Activity: Reproduce the whole listing, keeping every character the same.

***** Materials provided *****

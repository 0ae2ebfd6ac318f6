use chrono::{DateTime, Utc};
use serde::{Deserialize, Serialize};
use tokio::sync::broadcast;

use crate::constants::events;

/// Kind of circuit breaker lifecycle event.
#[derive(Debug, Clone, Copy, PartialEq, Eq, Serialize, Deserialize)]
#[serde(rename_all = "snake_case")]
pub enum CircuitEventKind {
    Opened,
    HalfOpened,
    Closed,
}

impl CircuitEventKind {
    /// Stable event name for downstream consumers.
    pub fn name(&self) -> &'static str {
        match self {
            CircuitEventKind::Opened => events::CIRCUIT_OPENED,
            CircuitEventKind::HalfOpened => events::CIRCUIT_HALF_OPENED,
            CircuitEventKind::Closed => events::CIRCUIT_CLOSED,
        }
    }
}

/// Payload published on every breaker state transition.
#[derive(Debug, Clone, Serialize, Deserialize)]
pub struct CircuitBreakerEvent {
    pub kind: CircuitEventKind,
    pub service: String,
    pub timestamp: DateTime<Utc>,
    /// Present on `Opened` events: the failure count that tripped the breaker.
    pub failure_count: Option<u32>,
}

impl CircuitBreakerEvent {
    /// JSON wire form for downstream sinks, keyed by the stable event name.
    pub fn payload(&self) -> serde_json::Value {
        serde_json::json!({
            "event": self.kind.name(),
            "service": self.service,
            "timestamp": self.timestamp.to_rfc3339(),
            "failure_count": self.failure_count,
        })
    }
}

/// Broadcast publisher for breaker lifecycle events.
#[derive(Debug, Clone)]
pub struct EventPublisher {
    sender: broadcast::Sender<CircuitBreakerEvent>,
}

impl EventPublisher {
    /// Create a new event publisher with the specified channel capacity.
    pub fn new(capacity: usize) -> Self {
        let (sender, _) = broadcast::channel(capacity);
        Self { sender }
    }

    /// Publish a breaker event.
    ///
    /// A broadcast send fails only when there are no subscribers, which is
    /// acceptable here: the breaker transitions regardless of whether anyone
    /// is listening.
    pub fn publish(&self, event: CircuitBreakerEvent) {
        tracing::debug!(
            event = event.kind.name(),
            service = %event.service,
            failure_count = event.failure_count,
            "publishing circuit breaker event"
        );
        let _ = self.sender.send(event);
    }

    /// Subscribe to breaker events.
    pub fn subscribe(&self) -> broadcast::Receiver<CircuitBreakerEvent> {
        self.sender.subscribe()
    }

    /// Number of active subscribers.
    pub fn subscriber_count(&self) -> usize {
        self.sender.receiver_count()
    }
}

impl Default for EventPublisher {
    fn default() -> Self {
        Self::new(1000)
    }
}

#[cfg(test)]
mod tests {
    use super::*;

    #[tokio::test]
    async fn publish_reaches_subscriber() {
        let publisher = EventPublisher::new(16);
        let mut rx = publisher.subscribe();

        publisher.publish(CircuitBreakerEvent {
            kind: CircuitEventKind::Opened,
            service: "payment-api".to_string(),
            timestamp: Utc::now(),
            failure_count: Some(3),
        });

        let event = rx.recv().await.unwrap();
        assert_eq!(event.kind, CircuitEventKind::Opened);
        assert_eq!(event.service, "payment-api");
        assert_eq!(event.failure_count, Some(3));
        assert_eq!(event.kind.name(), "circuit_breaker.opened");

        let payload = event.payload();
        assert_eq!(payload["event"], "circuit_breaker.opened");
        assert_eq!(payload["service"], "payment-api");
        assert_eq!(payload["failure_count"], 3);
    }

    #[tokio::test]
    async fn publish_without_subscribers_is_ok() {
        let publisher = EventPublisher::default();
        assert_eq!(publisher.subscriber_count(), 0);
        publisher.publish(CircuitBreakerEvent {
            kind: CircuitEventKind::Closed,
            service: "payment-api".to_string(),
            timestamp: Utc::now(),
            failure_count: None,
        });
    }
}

*****

Response below:
repository 0ae2ebfd6ac318f6
use chrono::{DateTime, Utc};
use serde::{Deserialize, Serialize};
use tokio::sync::broadcast;

use crate::constants::events;

/// Kind of circuit breaker lifecycle event.
#[derive(Debug, Clone, Copy, PartialEq, Eq, Serialize, Deserialize)]
#[serde(rename_all = "snake_case")]
pub enum CircuitEventKind {
    Opened,
    HalfOpened,
    Closed,
}

impl CircuitEventKind {
    /// Stable event name for downstream consumers.
    pub fn name(&self) -> &'static str {
        match self {
            CircuitEventKind::Opened => events::CIRCUIT_OPENED,
            CircuitEventKind::HalfOpened => events::CIRCUIT_HALF_OPENED,
            CircuitEventKind::Closed => events::CIRCUIT_CLOSED,
        }
    }
}

/// Payload published on every breaker state transition.
#[derive(Debug, Clone, Serialize, Deserialize)]
pub struct CircuitBreakerEvent {
    pub kind: CircuitEventKind,
    pub service: String,
    pub timestamp: DateTime<Utc>,
    /// Present on `Opened` events: the failure count that tripped the breaker.
    pub failure_count: Option<u32>,
}

impl CircuitBreakerEvent {
    /// JSON wire form for downstream sinks, keyed by the stable event name.
    pub fn payload(&self) -> serde_json::Value {
        serde_json::json!({
            "event": self.kind.name(),
            "service": self.service,
            "timestamp": self.timestamp.to_rfc3339(),
            "failure_count": self.failure_count,
        })
    }
}

/// Broadcast publisher for breaker lifecycle events.
#[derive(Debug, Clone)]
pub struct EventPublisher {
    sender: broadcast::Sender<CircuitBreakerEvent>,
}

impl EventPublisher {
    /// Create a new event publisher with the specified channel capacity.
    pub fn new(capacity: usize) -> Self {
        let (sender, _) = broadcast::channel(capacity);
        Self { sender }
    }

    /// Publish a breaker event.
    ///
    /// A broadcast send fails only when there are no subscribers, which is
    /// acceptable here: the breaker transitions regardless of whether anyone
    /// is listening.
    pub fn publish(&self, event: CircuitBreakerEvent) {
        tracing::debug!(
            event = event.kind.name(),
            service = %event.service,
            failure_count = event.failure_count,
            "publishing circuit breaker event"
        );
        let _ = self.sender.send(event);
    }

    /// Subscribe to breaker events.
    pub fn subscribe(&self) -> broadcast::Receiver<CircuitBreakerEvent> {
        self.sender.subscribe()
    }

    /// Number of active subscribers.
    pub fn subscriber_count(&self) -> usize {
        self.sender.receiver_count()
    }
}

impl Default for EventPublisher {
    fn default() -> Self {
        Self::new(1000)
    }
}

#[cfg(test)]
mod tests {
    use super::*;

    #[tokio::test]
    async fn publish_reaches_subscriber() {
        let publisher = EventPublisher::new(16);
        let mut rx = publisher.subscribe();

        publisher.publish(CircuitBreakerEvent {
            kind: CircuitEventKind::Opened,
            service: "payment-api".to_string(),
            timestamp: Utc::now(),
            failure_count: Some(3),
        });

        let event = rx.recv().await.unwrap();
        assert_eq!(event.kind, CircuitEventKind::Opened);
        assert_eq!(event.service, "payment-api");
        assert_eq!(event.failure_count, Some(3));
        assert_eq!(event.kind.name(), "circuit_breaker.opened");

        let payload = event.payload();
        assert_eq!(payload["event"], "circuit_breaker.opened");
        assert_eq!(payload["service"], "payment-api");
        assert_eq!(payload["failure_count"], 3);
    }

    #[tokio::test]
    async fn publish_without_subscribers_is_ok() {
        let publisher = EventPublisher::default();
        assert_eq!(publisher.subscriber_count(), 0);
        publisher.publish(CircuitBreakerEvent {
            kind: CircuitEventKind::Closed,
            service: "payment-api".to_string(),
            timestamp: Utc::now(),
            failure_count: None,
        });
    }
}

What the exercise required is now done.